The technical implementation of this vulnerability stems from improper input handling within the Model.php library, where user-supplied data flows directly into sql query construction without proper parameterization or escaping mechanisms. This design flaw aligns with CWE-89, which categorizes sql injection vulnerabilities as a direct consequence of inadequate input validation and improper query construction. The attack vector is particularly concerning as it operates through the batch interface component, suggesting that multiple operations could be compromised simultaneously, potentially enabling attackers to execute arbitrary sql commands with the privileges of the database user account. The public disclosure of the exploit further amplifies the risk, as it provides threat actors with ready-made tools to exploit this weakness.

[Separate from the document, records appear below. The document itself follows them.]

//! Configuration management for the resume optimizer

use crate::error::{Result, ResumeOptimizerError};
use serde::{Deserialize, Serialize};
use std::path::{Path, PathBuf};

#[derive(Debug, Clone, Serialize, Deserialize)]
pub struct Config {
    pub workflow: WorkflowConfig,
    pub alignment: AlignmentConfig,
    pub ats: AtsConfig,
    pub output: OutputConfig,
}

#[derive(Debug, Clone, Serialize, Deserialize)]
pub struct WorkflowConfig {
    /// Directory holding one JSON snapshot per run id
    pub context_dir: PathBuf,
    /// Directory rendered resumes are written to
    pub output_dir: PathBuf,
    /// Directory of `<profile_id>.json` applicant profiles
    pub profiles_dir: PathBuf,
    /// Renderer template identifier ("markdown" or "json")
    pub template: String,
    /// Profile relevance below this adds a run warning
    pub min_profile_relevance: f32,
}

#[derive(Debug, Clone, Serialize, Deserialize)]
pub struct AlignmentConfig {
    pub skills_weight: f32,
    pub experience_weight: f32,
    pub min_keyword_length: usize,
    pub max_ranked_experience: usize,
}

#[derive(Debug, Clone, Serialize, Deserialize)]
pub struct AtsConfig {
    pub keyword_weight: f64,
    pub section_weight: f64,
    pub formatting_weight: f64,
    pub target_score: u8,
    pub min_keyword_density: f64,
}

#[derive(Debug, Clone, Serialize, Deserialize)]
pub struct OutputConfig {
    pub format: OutputFormat,
    pub color_output: bool,
}

#[derive(Debug, Clone, Copy, PartialEq, Eq, Serialize, Deserialize)]
pub enum OutputFormat {
    Console,
    Json,
}

impl Default for AlignmentConfig {
    fn default() -> Self {
        Self {
            skills_weight: 1.2,
            experience_weight: 1.5,
            min_keyword_length: 3,
            max_ranked_experience: 5,
        }
    }
}

impl Default for AtsConfig {
    fn default() -> Self {
        Self {
            keyword_weight: 0.35,
            section_weight: 0.40,
            formatting_weight: 0.25,
            target_score: 90,
            min_keyword_density: 0.7,
        }
    }
}

impl Default for Config {
    fn default() -> Self {
        let data_dir = dirs::data_dir()
            .unwrap_or_else(|| dirs::home_dir().unwrap_or_else(|| PathBuf::from(".")))
            .join("resume-optimizer");

        Self {
            workflow: WorkflowConfig {
                context_dir: data_dir.join("workflow_context"),
                output_dir: data_dir.join("output"),
                profiles_dir: data_dir.join("profiles"),
                template: "markdown".to_string(),
                min_profile_relevance: 0.1,
            },
            alignment: AlignmentConfig::default(),
            ats: AtsConfig::default(),
            output: OutputConfig {
                format: OutputFormat::Console,
                color_output: true,
            },
        }
    }
}

impl Config {
    /// Load the configuration at `config_path`, writing defaults on first use
    pub fn load_from(config_path: &Path) -> Result<Self> {
        if config_path.exists() {
            let content = std::fs::read_to_string(config_path)?;
            let config: Config = toml::from_str(&content)?;
            Ok(config)
        } else {
            let config = Self::default();
            config.save_to(config_path)?;
            Ok(config)
        }
    }

    pub fn save_to(&self, config_path: &Path) -> Result<()> {
        if let Some(parent) = config_path.parent() {
            std::fs::create_dir_all(parent)?;
        }

        let content = toml::to_string_pretty(self)
            .map_err(|e| ResumeOptimizerError::Configuration(format!("Failed to serialize config: {}", e)))?;

        std::fs::write(config_path, content)?;
        Ok(())
    }

    pub fn config_path() -> PathBuf {
        dirs::config_dir()
            .unwrap_or_else(|| dirs::home_dir().unwrap_or_else(|| PathBuf::from(".")))
            .join("resume-optimizer")
            .join("config.toml")
    }

    pub fn ensure_dirs(&self) -> Result<()> {
        std::fs::create_dir_all(&self.workflow.context_dir)?;
        std::fs::create_dir_all(&self.workflow.output_dir)?;
        std::fs::create_dir_all(&self.workflow.profiles_dir)?;
        Ok(())
    }
}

The operational impact of this vulnerability extends beyond simple data theft, as successful exploitation could result in complete database compromise, unauthorized data modification, privilege escalation, and potential lateral movement within the affected network. The lack of vendor response to early disclosure attempts creates a particularly dangerous scenario where organizations may remain unaware of the vulnerability's presence while attackers actively exploit it. This vulnerability affects the core database interaction functionality of jizhiCMS, potentially compromising all data managed through the batch processing interface. The implications include unauthorized access to sensitive information, data integrity violations, and possible system compromise that could serve as a foothold for more extensive attacks.

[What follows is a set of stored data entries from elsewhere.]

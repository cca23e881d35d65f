//! Applicant profiles stored as `<profile_id>.json` files

use crate::error::{Result, ResumeOptimizerError};
use crate::input::collaborators::ProfileRetriever;
use crate::processing::keywords::{KeywordExtractor, DEFAULT_MIN_KEYWORD_LENGTH};
use crate::processing::records::{JobRecord, ProfileMatch, ProfileRecord};
use log::{debug, info};
use std::path::PathBuf;
use strsim::jaro_winkler;
use tokio::fs;

const SKILL_SIMILARITY_THRESHOLD: f64 = 0.9;

/// Loads a profile and keeps only the content relevant to a job
pub struct FileProfileRetriever {
    profiles_dir: PathBuf,
    extractor: KeywordExtractor,
}

impl FileProfileRetriever {
    pub fn new(profiles_dir: impl Into<PathBuf>) -> Result<Self> {
        Ok(Self {
            profiles_dir: profiles_dir.into(),
            extractor: KeywordExtractor::new(DEFAULT_MIN_KEYWORD_LENGTH)?,
        })
    }

    pub async fn load_profile(&self, profile_id: &str) -> Result<ProfileRecord> {
        let path = self.profiles_dir.join(format!("{}.json", profile_id));
        if !fs::try_exists(&path).await.unwrap_or(false) {
            return Err(ResumeOptimizerError::ProfileNotFound(profile_id.to_string()));
        }

        let content = fs::read_to_string(&path).await?;
        let mut profile: ProfileRecord = serde_json::from_str(&content)?;
        if profile.id.is_empty() {
            profile.id = profile_id.to_string();
        }
        Ok(profile)
    }

    /// Keep skills, experience and projects that mention the job's skills or phrases
    pub fn filter_relevant(&self, profile: &ProfileRecord, job: &JobRecord) -> ProfileRecord {
        let job_skills: Vec<String> = job.required_skills.iter().map(|s| s.to_lowercase()).collect();
        let terms: Vec<String> = job_skills
            .iter()
            .cloned()
            .chain(job.requirements.iter().map(|r| r.to_lowercase()))
            .chain(job.responsibilities.iter().map(|r| r.to_lowercase()))
            .filter(|term| !term.is_empty())
            .collect();

        let mentions = |text: &str| {
            let text = text.to_lowercase();
            terms.iter().any(|term| text.contains(term.as_str()))
        };

        let relevant_skills = profile
            .relevant_skills
            .iter()
            .filter(|skill| Self::skill_matches(skill, &job_skills))
            .cloned()
            .collect();

        let relevant_experience = profile
            .relevant_experience
            .iter()
            .filter(|exp| mentions(&format!("{} {}", exp.title, exp.description)))
            .cloned()
            .collect();

        let relevant_projects = profile
            .relevant_projects
            .iter()
            .filter(|project| {
                mentions(&format!(
                    "{} {} {}",
                    project.name,
                    project.description,
                    project.technologies.join(" ")
                ))
            })
            .cloned()
            .collect();

        ProfileRecord {
            id: profile.id.clone(),
            name: profile.name.clone(),
            relevant_skills,
            relevant_experience,
            relevant_projects,
            relevant_education: profile.relevant_education.clone(),
            error: None,
        }
    }

    fn skill_matches(skill: &str, job_skills: &[String]) -> bool {
        let skill = skill.to_lowercase();
        job_skills.iter().any(|job_skill| {
            skill.contains(job_skill.as_str()) || jaro_winkler(&skill, job_skill) >= SKILL_SIMILARITY_THRESHOLD
        })
    }

    /// Token overlap between the whole profile and the posting
    pub fn relevance(&self, profile: &ProfileRecord, job: &JobRecord) -> f32 {
        let mut profile_text: Vec<String> = profile.relevant_skills.clone();
        for exp in &profile.relevant_experience {
            profile_text.push(exp.title.clone());
            profile_text.push(exp.description.clone());
        }
        for project in &profile.relevant_projects {
            profile_text.push(project.name.clone());
            profile_text.push(project.description.clone());
            profile_text.extend(project.technologies.iter().cloned());
        }

        let mut job_text: Vec<String> = vec![job.title.clone()];
        job_text.extend(job.required_skills.iter().cloned());
        job_text.extend(job.requirements.iter().cloned());
        job_text.extend(job.responsibilities.iter().cloned());

        self.extractor.jaccard(&profile_text.join(" "), &job_text.join(" "))
    }
}

impl ProfileRetriever for FileProfileRetriever {
    async fn retrieve(&self, job: &JobRecord, profile_id: &str) -> Result<ProfileMatch> {
        info!("Loading profile '{}' from {}", profile_id, self.profiles_dir.display());
        let profile = self.load_profile(profile_id).await?;

        let relevance = self.relevance(&profile, job);
        let filtered = self.filter_relevant(&profile, job);
        debug!(
            "Profile '{}': {} of {} skills, {} of {} experiences relevant (relevance {:.2})",
            profile_id,
            filtered.relevant_skills.len(),
            profile.relevant_skills.len(),
            filtered.relevant_experience.len(),
            profile.relevant_experience.len(),
            relevance
        );

        Ok(ProfileMatch {
            profile: filtered,
            relevance,
        })
    }
}

#[cfg(test)]
mod tests {
    use super::*;
    use crate::processing::records::{ExperienceEntry, ProjectEntry};
    use tempfile::TempDir;

    fn job() -> JobRecord {
        JobRecord {
            title: "Python Developer".to_string(),
            required_skills: ["Python".to_string(), "PostgreSQL".to_string()].into_iter().collect(),
            requirements: vec!["REST APIs".to_string()],
            ..JobRecord::default()
        }
    }

    fn profile() -> ProfileRecord {
        ProfileRecord {
            id: "jane".to_string(),
            relevant_skills: vec!["Python 3".to_string(), "Postgresql".to_string(), "Painting".to_string()],
            relevant_experience: vec![
                ExperienceEntry {
                    title: "Backend Engineer".to_string(),
                    description: "Built REST APIs in Python".to_string(),
                    ..ExperienceEntry::default()
                },
                ExperienceEntry {
                    title: "Barista".to_string(),
                    description: "Served coffee".to_string(),
                    ..ExperienceEntry::default()
                },
            ],
            relevant_projects: vec![ProjectEntry {
                name: "Ledger".to_string(),
                description: "Accounting tool".to_string(),
                technologies: vec!["PostgreSQL".to_string()],
            }],
            ..ProfileRecord::default()
        }
    }

    #[test]
    fn test_filter_relevant_content() {
        let retriever = FileProfileRetriever::new("unused").unwrap();
        let filtered = retriever.filter_relevant(&profile(), &job());

        assert_eq!(filtered.relevant_skills, vec!["Python 3", "Postgresql"]);
        assert_eq!(filtered.relevant_experience.len(), 1);
        assert_eq!(filtered.relevant_experience[0].title, "Backend Engineer");
        assert_eq!(filtered.relevant_projects.len(), 1);
    }

    #[test]
    fn test_relevance_in_unit_range() {
        let retriever = FileProfileRetriever::new("unused").unwrap();
        let relevance = retriever.relevance(&profile(), &job());
        assert!(relevance > 0.0 && relevance <= 1.0);
        assert_eq!(retriever.relevance(&ProfileRecord::default(), &JobRecord::default()), 0.0);
    }

    #[tokio::test]
    async fn test_retrieve_from_file_with_aliases() {
        let dir = TempDir::new().unwrap();
        std::fs::write(
            dir.path().join("jane.json"),
            r#"{
                "name": "Jane",
                "skills": ["Python", "Django"],
                "experience": [{"role": "Developer", "details": "Python services"}],
                "education": [{"degree": "BSc", "school": "State", "cgpa": "3.8"}]
            }"#,
        )
        .unwrap();

        let retriever = FileProfileRetriever::new(dir.path()).unwrap();
        let found = retriever.retrieve(&job(), "jane").await.unwrap();

        assert_eq!(found.profile.id, "jane");
        assert_eq!(found.profile.relevant_skills, vec!["Python"]);
        assert_eq!(found.profile.relevant_experience.len(), 1);
        assert_eq!(found.profile.relevant_education[0].gpa.as_deref(), Some("3.8"));
    }

    #[tokio::test]
    async fn test_missing_profile_is_not_found() {
        let dir = TempDir::new().unwrap();
        let retriever = FileProfileRetriever::new(dir.path()).unwrap();

        let err = retriever.retrieve(&job(), "ghost").await.unwrap_err();
        assert!(matches!(err, ResumeOptimizerError::ProfileNotFound(_)));
    }
}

Organizations utilizing jizhiCMS versions up to 2.5.6 should immediately implement mitigations including patching to the latest available version, implementing web application firewalls to detect and block sql injection attempts, and conducting thorough security assessments of the affected systems. The remediation process should involve reviewing all database access points, implementing proper input validation and parameterized queries, and establishing monitoring protocols to detect potential exploitation attempts. Additionally, security teams should consider implementing network segmentation to limit access to database systems and establish incident response procedures specifically addressing sql injection vulnerabilities. The ATT&CK framework categorizes this vulnerability under T1190 - Exploit Public-Facing Application, emphasizing the importance of maintaining up-to-date security patches and implementing robust application security controls. Given the public availability of exploitation tools and the vendor's lack of response, immediate action is essential to prevent potential compromise of affected systems and protect sensitive data assets.